DATA IN THIS EXERCISE
####

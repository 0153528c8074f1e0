use crate::error::BitmapError;

/// Resource limits applied while reading a BMP.
///
/// All fields default to `None` (no limit).
#[derive(Clone, Debug, Default)]
pub struct Limits {
    pub max_width: Option<u64>,
    pub max_height: Option<u64>,
    /// Maximum pixel count (width * height).
    pub max_pixels: Option<u64>,
    /// Maximum bytes for the packed row allocation.
    pub max_memory_bytes: Option<u64>,
}

impl Limits {
    /// Check dimensions against limits.
    pub(crate) fn check(&self, width: u32, height: u32) -> Result<(), BitmapError> {
        if let Some(max_w) = self.max_width {
            if u64::from(width) > max_w {
                log::debug!("width {width} exceeds limit {max_w}");
                return Err(BitmapError::LimitExceeded);
            }
        }
        if let Some(max_h) = self.max_height {
            if u64::from(height) > max_h {
                log::debug!("height {height} exceeds limit {max_h}");
                return Err(BitmapError::LimitExceeded);
            }
        }
        if let Some(max_px) = self.max_pixels {
            let pixels = u64::from(width) * u64::from(height);
            if pixels > max_px {
                log::debug!("pixel count {pixels} exceeds limit {max_px}");
                return Err(BitmapError::LimitExceeded);
            }
        }
        Ok(())
    }

    /// Check that an allocation size is within memory limits.
    pub(crate) fn check_memory(&self, bytes: usize) -> Result<(), BitmapError> {
        if let Some(max_mem) = self.max_memory_bytes {
            if bytes as u64 > max_mem {
                log::debug!("allocation {bytes} bytes exceeds memory limit {max_mem}");
                return Err(BitmapError::LimitExceeded);
            }
        }
        Ok(())
    }
}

####

THE PROBLEM
Please print exactly the lines from the one containing "within memory limits." through the last line of the records, both included, and nothing else.

SOLUTION
    /// Check that an allocation size is within memory limits.
    pub(crate) fn check_memory(&self, bytes: usize) -> Result<(), BitmapError> {
        if let Some(max_mem) = self.max_memory_bytes {
            if bytes as u64 > max_mem {
                log::debug!("allocation {bytes} bytes exceeds memory limit {max_mem}");
                return Err(BitmapError::LimitExceeded);
            }
        }
        Ok(())
    }
}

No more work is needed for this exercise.